Revision as of 09:32, 28 February 2007

In the criminal law, theft (also known as stealing) is the illegal taking of another person's property without that person's freely-given consent. As a term, it is used as shorthand for all major crimes against property, encompassing offences such as burglary, embezzlement, larceny, looting, robbery, trespassing, shoplifting, intrusion, fraud (theft by deception) and sometimes criminal conversion. In some jurisdictions, theft is considered to be synonymous with larceny; in others, theft has replaced larceny.

Someone who carries out an act of or makes a career of theft is known as a "thief".

Theft in Jewish Law (for Noahides)

The Hinnuch, Aaron HaLevi of Barcelona

The Hinnuch, Aaron HaLevi of Barcelona, in his compendium of the six hundred thirteen commandments, under Commandment 424 (Io titaveh) which grows out of the Deuteronomy 5:18 verse "Do not desire you neighbor's home," writes as follows:

The prohibition against desiring another's property applies at all times, in all places, to both men and women, and to all mankind. This is so because it is a part of the prohibition against stealing, which is one of the Seven Laws that all mankind is to observe. Make no mistake about the enumeration of the Seven Laws of the Sons of Noah - these being well known and recorded in the Talmud - for they are but categories and they contain many particulars. Thus, you find that the prohibitions relative to sexual relations are grouped into one command, which has, however, a number of specifics, such as the prohibition concerning one's mother, or a mother's sister, or a married woman, or a father's wife, or homosexuality, or beastiality. Similarly, in the realm of Idolatry, they have but one command which has many parts, for they are like Israelites in this realm…

Likewise then, we say that since they are commanded concerning Theft, they are also commanded concerning. The deterrents to its transgression…

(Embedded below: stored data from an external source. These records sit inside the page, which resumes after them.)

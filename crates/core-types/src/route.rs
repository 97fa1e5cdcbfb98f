//! Route context: which product page, if any, the user is looking at.

use serde::{Deserialize, Serialize};

use crate::catalog::ProductId;

/// Snapshot of the current location, recomputed on every navigation.
#[derive(Clone, Debug, Default, Eq, PartialEq, Serialize, Deserialize)]
pub struct RouteContext {
    pub path: String,
    pub current_product: Option<ProductId>,
}

impl RouteContext {
    pub fn from_path(path: impl Into<String>) -> Self {
        let path = path.into();
        let current_product = current_product(&path);
        Self {
            path,
            current_product,
        }
    }

    /// Product identifier as the page reports it; empty off product pages.
    pub fn current_product_str(&self) -> &'static str {
        self.current_product.map(|p| p.as_str()).unwrap_or("")
    }

    pub fn on_product_page(&self) -> bool {
        self.current_product.is_some()
    }
}

/// Pure mapping from a location path to the product shown there.
pub fn current_product(path: &str) -> Option<ProductId> {
    match path {
        "/gap-logo-tote" => Some(ProductId::GapLogoTote),
        "/baby-boot-jean" => Some(ProductId::BabyBootJean),
        _ => None,
    }
}

#[cfg(test)]
mod tests {
    use super::*;

    #[test]
    fn maps_product_pages_only() {
        assert_eq!(
            RouteContext::from_path("/baby-boot-jean").current_product,
            Some(ProductId::BabyBootJean)
        );
        assert_eq!(
            RouteContext::from_path("/gap-logo-tote").current_product_str(),
            "gap-logo-tote"
        );
        let cart = RouteContext::from_path("/cart");
        assert_eq!(cart.current_product_str(), "");
        assert!(!cart.on_product_page());
    }

    #[test]
    fn no_prefix_matching() {
        assert_eq!(current_product("/baby-boot-jean/reviews"), None);
        assert_eq!(current_product(""), None);
    }
}
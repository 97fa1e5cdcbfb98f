use serde::{Deserialize, Serialize};

/// At most one flow is pending at a time.
#[derive(Clone, Copy, Debug, Default, Eq, PartialEq, Hash, Serialize, Deserialize)]
#[serde(rename_all = "camelCase")]
pub enum PendingFlow {
    #[default]
    None,
    AwaitingRewardsAnswer,
    AwaitingLoginCompletion,
}

impl PendingFlow {
    pub fn as_str(self) -> &'static str {
        match self {
            PendingFlow::None => "none",
            PendingFlow::AwaitingRewardsAnswer => "awaitingRewardsAnswer",
            PendingFlow::AwaitingLoginCompletion => "awaitingLoginCompletion",
        }
    }
}

/// Flow state for one mount. The two guards never reset within a mount.
#[derive(Clone, Copy, Debug, Default, Eq, PartialEq, Serialize, Deserialize)]
pub struct FlowState {
    pub pending: PendingFlow,
    /// The rewards question has been asked.
    pub rewards_asked: bool,
    /// Login completion has been acknowledged.
    pub post_login_shown: bool,
}

impl FlowState {
    pub fn awaiting_login(&self) -> bool {
        self.pending == PendingFlow::AwaitingLoginCompletion
    }
}

/// Facts about the outside world a transition may depend on.
#[derive(Clone, Copy, Debug, Default, Eq, PartialEq)]
pub struct FlowCtx {
    pub connected: bool,
}

impl FlowCtx {
    pub fn connected() -> Self {
        Self { connected: true }
    }

    pub fn disconnected() -> Self {
        Self { connected: false }
    }
}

Now, it is not my intention to state that the Noahite is admonished against this [desiring] under a distinct imperative - for he is not subject to specific imperatives like the Israelite - but that he is admonished generally concerning the Seven Laws, as if to say, for example: "Let no man approach his close relative, neither his mother, nor his sister, etc." Similarly, concerning Idolatry, he is prohibited in a general sense. And thus too concerning stealing, it is as if he is told: "Do not steal rather avoid stealth completely," and not to covet is part of not stealing. But it is not thus for the Israelite… So it is that even when we are already subject to a command (in a general way] we are also bound by specific positive and negative commandments…[1]

Rabbi Aaron Lictenstein

After discussing the Seven Laws as Categories, Rabbi Aaron Lichtenstein attempts define which of the 613 laws, based on Maimonides' Book of Divine Commandments, would fall under the Noahide Prohibition of Theft and therefore apply to Noahides:[2]

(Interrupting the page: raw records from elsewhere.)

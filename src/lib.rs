//! VoiceCart CLI library
//!
//! Exposes the configuration model and scenario replay for integration tests.

pub mod cli;
pub mod config;
pub mod scenario;

pub use config::{Config, ConfigError, SessionSettings};
pub use scenario::{replay, ReplayReport, Scenario, Step};
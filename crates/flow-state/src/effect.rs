use serde::{Deserialize, Serialize};

/// Scripted utterances owned by the cross-flow machine.
#[derive(Clone, Copy, Debug, Eq, PartialEq, Hash, Serialize, Deserialize)]
pub enum Script {
    RewardsQuestion,
    SignInWait,
    NoProblem,
    PersonalizedPitch,
    ContinueShopping,
}

impl Script {
    pub fn text(self) -> &'static str {
        match self {
            Script::RewardsQuestion => "Are you a rewards member?",
            Script::SignInWait => {
                "Great! I'll wait while you sign in to access your rewards benefits."
            }
            Script::NoProblem => {
                "No problem! Let's continue shopping. You can always join our rewards program later."
            }
            Script::PersonalizedPitch => {
                "Would you like to check out some personalized items with 10% off that I've picked just for you?"
            }
            Script::ContinueShopping => {
                "Great! I've added that to your cart. Would you like to continue shopping?"
            }
        }
    }
}

/// Buttons on the rewards prompt.
#[derive(Clone, Copy, Debug, Eq, PartialEq, Hash, Serialize, Deserialize)]
pub enum PromptButton {
    Yes,
    No,
}

#[derive(Clone, Copy, Debug, Eq, PartialEq, Serialize, Deserialize)]
pub enum Effect {
    Say(Script),
    Press(PromptButton),
    StartLoginWatch,
    StopLoginWatch,
}
#![allow(dead_code)]

use std::sync::Arc;
use std::time::Duration;

use serde_json::Value;

use action_locator::InMemoryPage;
use voicecart_action_schema::declare;
use voicecart_core_types::{ToolCall, ToolCallBatch};
use voicecart_dispatcher::{
    AssistantSettings, MemoryRouter, NavAssistant, Navigator, ToolCallDispatcher,
};
use voicecart_event_bus::{AppEvent, InMemoryBus};
use voicecart_live_session::{GenerationOptions, LiveSession, LoopbackSession, DEFAULT_MODEL};

pub struct Harness {
    pub page: Arc<InMemoryPage>,
    pub session: Arc<LoopbackSession>,
    pub router: Arc<MemoryRouter>,
    pub bus: Arc<InMemoryBus<AppEvent>>,
}

impl Harness {
    pub fn at(path: &str) -> Self {
        Self {
            page: InMemoryPage::storefront(),
            session: LoopbackSession::new(),
            router: MemoryRouter::new(path),
            bus: InMemoryBus::new(16),
        }
    }

    pub fn dispatcher(&self) -> ToolCallDispatcher {
        let dispatcher = ToolCallDispatcher::builder(AssistantSettings::default())
            .with_session(self.session.clone())
            .with_ui(self.page.clone())
            .with_navigator(self.router.clone())
            .build()
            .unwrap();
        dispatcher
            .bridge()
            .configure(DEFAULT_MODEL, declare(), GenerationOptions::default());
        dispatcher
    }

    pub async fn connected_dispatcher(&self) -> ToolCallDispatcher {
        let dispatcher = self.dispatcher();
        self.session.connect().await.unwrap();
        dispatcher
    }

    pub fn mount(&self) -> NavAssistant {
        NavAssistant::mount(
            self.dispatcher(),
            self.bus.clone(),
            DEFAULT_MODEL,
            GenerationOptions::default(),
        )
    }

    pub fn router_to(&self, path: &str) {
        self.router.navigate(path);
    }

    pub fn sent(&self) -> Vec<String> {
        self.session.sent_texts()
    }
}

pub fn call(name: &str, args: Value) -> ToolCall {
    ToolCall::new(name, args)
}

pub fn batch(calls: Vec<ToolCall>) -> ToolCallBatch {
    ToolCallBatch::new(calls)
}

/// Let spawned listeners run; time is paused in these tests.
pub async fn settle() {
    tokio::time::sleep(Duration::from_millis(10)).await;
}
//! Logical control vocabulary and its DOM contract.
//!
//! The storefront guarantees these identifying attributes whenever the owning
//! page is mounted. Callers only ever name an [`Affordance`]; selector syntax
//! stays in this module.

use std::fmt;

use serde::{Deserialize, Serialize};

use voicecart_core_types::{Fit, Inseam, ShippingField, ShippingMethod, Size};

#[derive(Clone, Copy, Debug, Eq, PartialEq, Hash, Serialize, Deserialize)]
pub enum Affordance {
    AddToBag,
    FitOption(Fit),
    SizeOption(Size),
    InseamOption(Inseam),
    ShippingInput(ShippingField),
    ShippingOption(ShippingMethod),
    ContinueButton,
    PhoneInput,
    SendCodeButton,
    CodeInput,
    VerifyButton,
    SendPaymentLinkButton,
    WalletPayButton,
    RewardsUnlockButton,
    RewardsYesButton,
    RewardsNoButton,
}

#[derive(Clone, Copy, Debug, Eq, PartialEq)]
pub enum AffordanceKind {
    Button,
    /// One of several same-selector controls told apart by label.
    Choice,
    TextField,
}

/// Required label text for a choice.
#[derive(Clone, Copy, Debug, Eq, PartialEq)]
pub struct LabelMatch {
    pub text: &'static str,
    /// Ignore surrounding whitespace in the rendered label.
    pub trimmed: bool,
}

impl LabelMatch {
    pub fn matches(&self, rendered: &str) -> bool {
        if self.trimmed {
            rendered.trim() == self.text
        } else {
            rendered == self.text
        }
    }
}

impl Affordance {
    pub fn kind(&self) -> AffordanceKind {
        match self {
            Affordance::FitOption(_)
            | Affordance::SizeOption(_)
            | Affordance::InseamOption(_)
            | Affordance::ShippingOption(_) => AffordanceKind::Choice,
            Affordance::ShippingInput(_) | Affordance::PhoneInput | Affordance::CodeInput => {
                AffordanceKind::TextField
            }
            _ => AffordanceKind::Button,
        }
    }

    pub fn selector(&self) -> String {
        match self {
            Affordance::AddToBag => ".add-to-bag".into(),
            Affordance::FitOption(_) => ".fit-option".into(),
            // Inseam lengths render in the size-option row.
            Affordance::SizeOption(_) | Affordance::InseamOption(_) => ".size-option".into(),
            Affordance::ShippingInput(field) => {
                format!("input[placeholder=\"{}\"]", field.placeholder())
            }
            Affordance::ShippingOption(_) => ".shipping-option".into(),
            Affordance::ContinueButton => ".continue-btn".into(),
            Affordance::PhoneInput => "#phone".into(),
            Affordance::SendCodeButton => ".phone-input-row button[type=\"submit\"]".into(),
            Affordance::CodeInput => "#code".into(),
            Affordance::VerifyButton => ".verification-code-row button[type=\"submit\"]".into(),
            Affordance::SendPaymentLinkButton => ".send-link-btn".into(),
            Affordance::WalletPayButton => ".wallet-pay-btn".into(),
            Affordance::RewardsUnlockButton => ".rewards-unlock-btn".into(),
            Affordance::RewardsYesButton => ".rewards-prompt button:first-child".into(),
            Affordance::RewardsNoButton => ".rewards-prompt button:last-child".into(),
        }
    }

    /// Allow-listed label for choices; `None` for singular controls.
    pub fn label(&self) -> Option<LabelMatch> {
        let (text, trimmed) = match self {
            Affordance::FitOption(fit) => (fit.as_str(), false),
            Affordance::SizeOption(size) => (size.as_str(), true),
            Affordance::InseamOption(inseam) => (inseam.as_str(), false),
            Affordance::ShippingOption(method) => (method.as_str(), false),
            _ => return None,
        };
        Some(LabelMatch { text, trimmed })
    }
}

impl fmt::Display for Affordance {
    fn fmt(&self, f: &mut fmt::Formatter<'_>) -> fmt::Result {
        match self {
            Affordance::AddToBag => write!(f, "add-to-bag button"),
            Affordance::FitOption(fit) => write!(f, "fit option {fit}"),
            Affordance::SizeOption(size) => write!(f, "size option {size}"),
            Affordance::InseamOption(inseam) => write!(f, "inseam option {inseam}"),
            Affordance::ShippingInput(field) => write!(f, "shipping field: {field}"),
            Affordance::ShippingOption(method) => write!(f, "shipping method {method}"),
            Affordance::ContinueButton => write!(f, "continue button"),
            Affordance::PhoneInput => write!(f, "phone field"),
            Affordance::SendCodeButton => write!(f, "send-code button"),
            Affordance::CodeInput => write!(f, "verification code field"),
            Affordance::VerifyButton => write!(f, "verify button"),
            Affordance::SendPaymentLinkButton => write!(f, "send payment link button"),
            Affordance::WalletPayButton => write!(f, "wallet pay button"),
            Affordance::RewardsUnlockButton => write!(f, "rewards unlock button"),
            Affordance::RewardsYesButton => write!(f, "rewards prompt yes"),
            Affordance::RewardsNoButton => write!(f, "rewards prompt no"),
        }
    }
}

/// Page-level state markers queried for presence only.
#[derive(Clone, Copy, Debug, Eq, PartialEq, Hash, Serialize, Deserialize)]
pub enum Marker {
    /// Some size option carries the selected state.
    SizeSelected,
    /// The header shows a signed-in user.
    LoggedIn,
}

impl Marker {
    pub fn selector(&self) -> &'static str {
        match self {
            Marker::SizeSelected => ".size-option.selected",
            Marker::LoggedIn => ".user-logged-in",
        }
    }
}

By applying Aaron HaLevi's reasoning, it becomes apparent that a number of the 613 commands are implicit in the single Noahic law on Theft. These are:

1. "...against stealing." Negative 244 (lo tignovu).
2. "...against committing robbery." Negative 245 (lo tigzol).

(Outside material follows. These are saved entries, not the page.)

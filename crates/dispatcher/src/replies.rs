//! Scripted confirmations and clarifications sent by the dispatcher.

use voicecart_core_types::Route;

pub const TOTE_ADDED: &str = "I've added the Gap Logo Tote to your cart!";
pub const SELECT_SIZE_FIRST: &str = "Please select a size first before I can add this to your cart.";
pub const ADD_BLOCKED: &str =
    "I couldn't add this to your cart. Please make sure you've selected all required options.";
pub const GENERIC_NAVIGATE: &str = "Here you go!";

/// Line sent before navigating to `route`.
pub fn navigate_reply(route: Route) -> &'static str {
    match route {
        Route::WomenCasualJeans => "JUST OUTPUT THE USER 'Here you go!'",
        Route::BabyBootJean => "JUST OUTPUT THE USER 'Here you go! are you a rewards member?'",
        Route::GapLogoTote => " JUST OUTPUT THE USER 'Here you go! Let me show you our Gap Logo Tote.'",
        Route::Cart => "JUST OUTPUT THE USER 'Here's your shopping cart.'",
        Route::Personalized => {
            "JUST OUTPUT THE USER 'Here are some personalized recommendations for you!'"
        }
        _ => GENERIC_NAVIGATE,
    }
}
//! Core types for resolution and activation

use serde::{Deserialize, Serialize};

use voicecart_core_types::RouteContext;

use crate::affordance::Affordance;
use crate::ports::ElementSnapshot;

/// An affordance bound to a live element at resolution time.
#[derive(Clone, Debug)]
pub struct ResolvedAffordance {
    pub affordance: Affordance,

    /// Element chosen among the selector's matches
    pub element: ElementSnapshot,

    /// Number of elements that matched selector and label
    pub match_count: usize,

    /// Location the resolution happened on
    pub context: RouteContext,
}

impl ResolvedAffordance {
    pub fn is_enabled(&self) -> bool {
        self.element.enabled
    }
}

/// Outcome of activating an affordance.
#[derive(Clone, Copy, Debug, Eq, PartialEq, Serialize, Deserialize)]
pub enum ActivationResult {
    Ok,
    Disabled,
    NotFound,
}

impl ActivationResult {
    pub fn is_ok(self) -> bool {
        matches!(self, ActivationResult::Ok)
    }

    pub fn name(self) -> &'static str {
        match self {
            ActivationResult::Ok => "ok",
            ActivationResult::Disabled => "disabled",
            ActivationResult::NotFound => "not-found",
        }
    }
}

/// Before/after record of one activation.
#[derive(Clone, Debug)]
pub struct ActivationReport {
    pub affordance: Affordance,
    pub result: ActivationResult,
    pub before: Option<ElementSnapshot>,
    pub after: Option<ElementSnapshot>,
    pub latency_ms: u128,
}

impl ActivationReport {
    pub fn not_found(affordance: Affordance) -> Self {
        Self {
            affordance,
            result: ActivationResult::NotFound,
            before: None,
            after: None,
            latency_ms: 0,
        }
    }

    pub fn is_ok(&self) -> bool {
        self.result.is_ok()
    }
}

As generally understood, Negative 244 refers to taking via stealth; Negative 245 refers to taking via brazen force. Thus, there is no overlap between these two dicta: in a situation where one is applicable the other necessarily is not. However, J.F. Perla points out that this is not so according to Isaac Alfasi (RIF) and to Solomon ben Adereth (RASHBA), for according to these writers Negative 245 is violated in every instance of the unlawful removal of another's property. Consquently, one who takes another's goods by stealth violates both Negative 244 and Negative 245. Yet, each has its individual place in the 613, because special situations exist where only one is applicable. The situation wherein only ". . . against committing robbery" applies is where the crime is committed brazenly and by force. The situation wherein only ". . . against stealing" applies is the one described in the Talmud, Baba Kama 27b:

Ben Bagbag says: Do not enter onto another's property stealthily to take even your own object, test you be as a thief. Instead, confront him with force and say, "It is my own object I take."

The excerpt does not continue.